Sul suo blog Mario Seminerio
avanza una proposta di riforma previdenziale entro la cornice di una riscrittura della manovra finanziaria del governo:
“Se
obiettivo è quello di svecchiare gli organici, decisamente meglio prevedere dei
fondi aziendali o settoriali per gestire gli “scivoli” alla pensione, sulla
falsariga di quello esistente nel credito, e alimentarli con contributi
datoriali e dei lavoratori, con eventuale residuale integrazione pubblica”.
Non so a quali commenti abbia dato adito tale ipotesi
di riforma e ad ogni buon conto, conoscendo l’epoca e i suoi attori, non reputo
possano essere più rilevanti del mio.
Tale proposta manca di troppi dettagli per essere
motivatamente giudicata, tuttavia come prima traccia mi sembra debole. Le
banche sono una cosa (e così i gruppi economici), le officine e i laboratori
artigianali, le piccole e piccolissime imprese, che fanno rete alla struttura
produttiva nazionale sono tutt’altra faccenda. Nel senso che non credo che i
piccoli e anche i medi imprenditori accarezzino l’idea di assumersi nuovi oneri
da conferire ad appositi fondi pensione per favorire lo “scivolo” pensionistico
dei propri dipendenti più maturi. Né credo i loro dipendenti, con i loro
asfittici salari e stipendi, vedano di buon occhio l’idea di foraggiare fondi ad hoc per raggiungere l’agognato
traguardo della pensione un qualche annetto prima. Sembra, a prima vista, una
riedizione aggiornata dell’Ape volontaria.
A meno che – e questo non è dettaglio di poco conto –
lo Stato non conguagli con la riduzione degli altri oneri a carico di entrambe
le categorie, cioè quella datoriale e quella dei dipendenti. Si tratterebbe
insomma di una partita di giro, e allora tanto vale. Ed infatti Seminerio
precisa: “con eventuale residuale
integrazione pubblica”. Il Diavolo s’annida nei dettagli.

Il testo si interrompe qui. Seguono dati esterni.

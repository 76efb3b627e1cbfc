// Вспомогательные модули

pub mod error;
pub mod logging;
pub mod validation;
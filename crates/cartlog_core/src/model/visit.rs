//! Visit domain model and row types.
//!
//! # Responsibility
//! - Define row types for the stores/products/receipts/purchases tables.
//! - Define the `Visit` import aggregate and its validation rules.
//! - Own name normalization used for dimension-table lookups.
//!
//! # Invariants
//! - `Receipt.uuid` is stable and never reused for another visit.
//! - Store and product names are normalized (trimmed, inner whitespace
//!   collapsed) before any lookup or insert.
//! - Money fields are integer cents; quantities are positive and finite.

use once_cell::sync::Lazy;
use regex::Regex;
use serde::{Deserialize, Serialize};
use std::error::Error;
use std::fmt::{Display, Formatter};
use uuid::Uuid;

/// Row id for the `stores` table.
pub type StoreId = i64;
/// Row id for the `products` table.
pub type ProductId = i64;
/// Row id for the `receipts` table.
pub type ReceiptId = i64;
/// Row id for the `purchases` table.
pub type PurchaseId = i64;
/// Stable external identity of an imported visit.
pub type VisitUuid = Uuid;

/// One row of the `stores` dimension table.
#[derive(Debug, Clone, PartialEq, Eq, Serialize, Deserialize)]
pub struct Store {
    pub id: StoreId,
    /// Normalized display name, unique case-insensitively.
    pub name: String,
    /// Creation timestamp in epoch milliseconds.
    pub created_at: i64,
}

/// One row of the `products` dimension table.
#[derive(Debug, Clone, PartialEq, Eq, Serialize, Deserialize)]
pub struct Product {
    pub id: ProductId,
    /// Normalized display name, unique case-insensitively.
    pub name: String,
    /// Creation timestamp in epoch milliseconds.
    pub created_at: i64,
}

/// One row of the `receipts` fact table.
#[derive(Debug, Clone, PartialEq, Eq, Serialize, Deserialize)]
pub struct Receipt {
    pub id: ReceiptId,
    /// External identity of the imported visit; unique across receipts.
    pub uuid: VisitUuid,
    pub store_id: StoreId,
    /// When the purchase happened, epoch milliseconds.
    pub purchased_at: i64,
    /// When the row was written, epoch milliseconds.
    pub imported_at: i64,
}

/// One row of the `purchases` fact table.
#[derive(Debug, Clone, PartialEq, Serialize, Deserialize)]
pub struct Purchase {
    pub id: PurchaseId,
    pub receipt_id: ReceiptId,
    pub product_id: ProductId,
    /// Count or weight; positive and finite.
    pub quantity: f64,
    /// Per-unit price in cents when the receipt states one.
    pub unit_price_cents: Option<i64>,
    /// Line total in cents.
    pub total_price_cents: i64,
}

/// One purchased line of a visit, keyed by product name rather than id.
#[derive(Debug, Clone, PartialEq, Serialize, Deserialize)]
pub struct VisitLine {
    pub product_name: String,
    pub quantity: f64,
    pub unit_price_cents: Option<i64>,
    pub total_price_cents: i64,
}

/// One imported receipt event: a store, a timestamp, and purchased lines.
///
/// This is the write model handed to the visit repository; row ids are
/// assigned by storage during `record_visit`.
#[derive(Debug, Clone, PartialEq, Serialize, Deserialize)]
pub struct Visit {
    /// Stable external identity; re-imports with the same uuid are rejected.
    pub uuid: VisitUuid,
    pub store_name: String,
    /// When the purchase happened, epoch milliseconds.
    pub purchased_at: i64,
    pub lines: Vec<VisitLine>,
}

/// Validation failure raised before any SQL runs on a write path.
#[derive(Debug, Clone, PartialEq, Eq)]
pub enum VisitValidationError {
    EmptyStoreName,
    EmptyProductName { line: usize },
    InvalidQuantity { line: usize },
    NegativeUnitPrice { line: usize },
    NegativeTotalPrice { line: usize },
}

impl Display for VisitValidationError {
    fn fmt(&self, f: &mut Formatter<'_>) -> std::fmt::Result {
        match self {
            Self::EmptyStoreName => write!(f, "visit store name is empty"),
            Self::EmptyProductName { line } => {
                write!(f, "visit line {line} has an empty product name")
            }
            Self::InvalidQuantity { line } => {
                write!(f, "visit line {line} quantity must be positive and finite")
            }
            Self::NegativeUnitPrice { line } => {
                write!(f, "visit line {line} unit price must not be negative")
            }
            Self::NegativeTotalPrice { line } => {
                write!(f, "visit line {line} total price must not be negative")
            }
        }
    }
}

impl Error for VisitValidationError {}

impl Visit {
    /// Creates a visit with a generated stable uuid and no lines yet.
    pub fn new(store_name: impl Into<String>, purchased_at: i64) -> Self {
        Self::with_uuid(Uuid::new_v4(), store_name, purchased_at)
    }

    /// Creates a visit with a caller-provided uuid.
    ///
    /// Used by import paths where identity already exists externally.
    pub fn with_uuid(uuid: VisitUuid, store_name: impl Into<String>, purchased_at: i64) -> Self {
        Self {
            uuid,
            store_name: store_name.into(),
            purchased_at,
            lines: Vec::new(),
        }
    }

    /// Appends one purchased line and returns `self` for chaining.
    pub fn with_line(mut self, line: VisitLine) -> Self {
        self.lines.push(line);
        self
    }

    /// Checks the visit against write-path invariants.
    ///
    /// # Contract
    /// - Store and product names must be non-empty after normalization.
    /// - Quantities must be positive and finite.
    /// - Prices must not be negative.
    /// - A visit with zero lines is valid; receipts without purchases exist.
    pub fn validate(&self) -> Result<(), VisitValidationError> {
        if normalize_name(&self.store_name).is_none() {
            return Err(VisitValidationError::EmptyStoreName);
        }

        for (line, item) in self.lines.iter().enumerate() {
            if normalize_name(&item.product_name).is_none() {
                return Err(VisitValidationError::EmptyProductName { line });
            }
            if !item.quantity.is_finite() || item.quantity <= 0.0 {
                return Err(VisitValidationError::InvalidQuantity { line });
            }
            if matches!(item.unit_price_cents, Some(price) if price < 0) {
                return Err(VisitValidationError::NegativeUnitPrice { line });
            }
            if item.total_price_cents < 0 {
                return Err(VisitValidationError::NegativeTotalPrice { line });
            }
        }

        Ok(())
    }

    /// Sum of line totals in cents.
    pub fn total_cents(&self) -> i64 {
        self.lines.iter().map(|line| line.total_price_cents).sum()
    }
}

static INNER_WHITESPACE: Lazy<Regex> = Lazy::new(|| {
    Regex::new(r"\s+").unwrap_or_else(|err| unreachable!("static regex must compile: {err}"))
});

/// Normalizes a store/product name for dimension-table lookup.
///
/// Trims the value and collapses inner whitespace runs to single spaces.
/// Returns `None` when nothing remains, so callers treat blank names as
/// missing rather than creating empty dimension rows.
pub fn normalize_name(name: &str) -> Option<String> {
    let trimmed = name.trim();
    if trimmed.is_empty() {
        return None;
    }
    Some(INNER_WHITESPACE.replace_all(trimmed, " ").into_owned())
}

Seminerio aggiunge: “Misure come l’Ape sociale dovrebbero restare, essendo una sorta di
‘salvaguardia’ implicita all’impianto della legge Fornero”. E su questo,
invece, non ci piove.
Quello che bisogna tener presente – ma sia chiaro che
non è dogma – è che 41 anni di lavoro
effettivo e i corrispondenti contributi debbono risultare sufficienti per
maturare i requisiti per anticipare la pensione rispetto a quella di vecchiaia,
altrimenti sarà sempre inutile mostrare stupore sull’incetta di voti da parte
della Lega e dei suoi alleati di governo.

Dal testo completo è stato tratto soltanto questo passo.